Saved data entries:
----

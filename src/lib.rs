//! Animated particle backdrop.
//!
//! A particle field renderer owns a drawing surface and a fixed set of
//! particles, redrawing them once per frame while mounted and regenerating
//! them whenever the viewport is resized. Decorative layers and a terminal
//! front end are built on top of the same surfaces.

pub mod animation;
pub mod app;
pub mod config;
pub mod decor;
pub mod error;
pub mod events;
pub mod field;
pub mod headless;
pub mod logger;
pub mod renderer;
pub mod scene;
pub mod state;
pub mod surface;
pub mod ui;
pub mod viewport;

----

**WHAT THE EXERCISE ASKS**
Write the entries out once more, exactly as they were given.

**ANSWER FOR THE TASK**
filename src/lib.rs
//! Animated particle backdrop.
//!
//! A particle field renderer owns a drawing surface and a fixed set of
//! particles, redrawing them once per frame while mounted and regenerating
//! them whenever the viewport is resized. Decorative layers and a terminal
//! front end are built on top of the same surfaces.

pub mod animation;
pub mod app;
pub mod config;
pub mod decor;
pub mod error;
pub mod events;
pub mod field;
pub mod headless;
pub mod logger;
pub mod renderer;
pub mod scene;
pub mod state;
pub mod surface;
pub mod ui;
pub mod viewport;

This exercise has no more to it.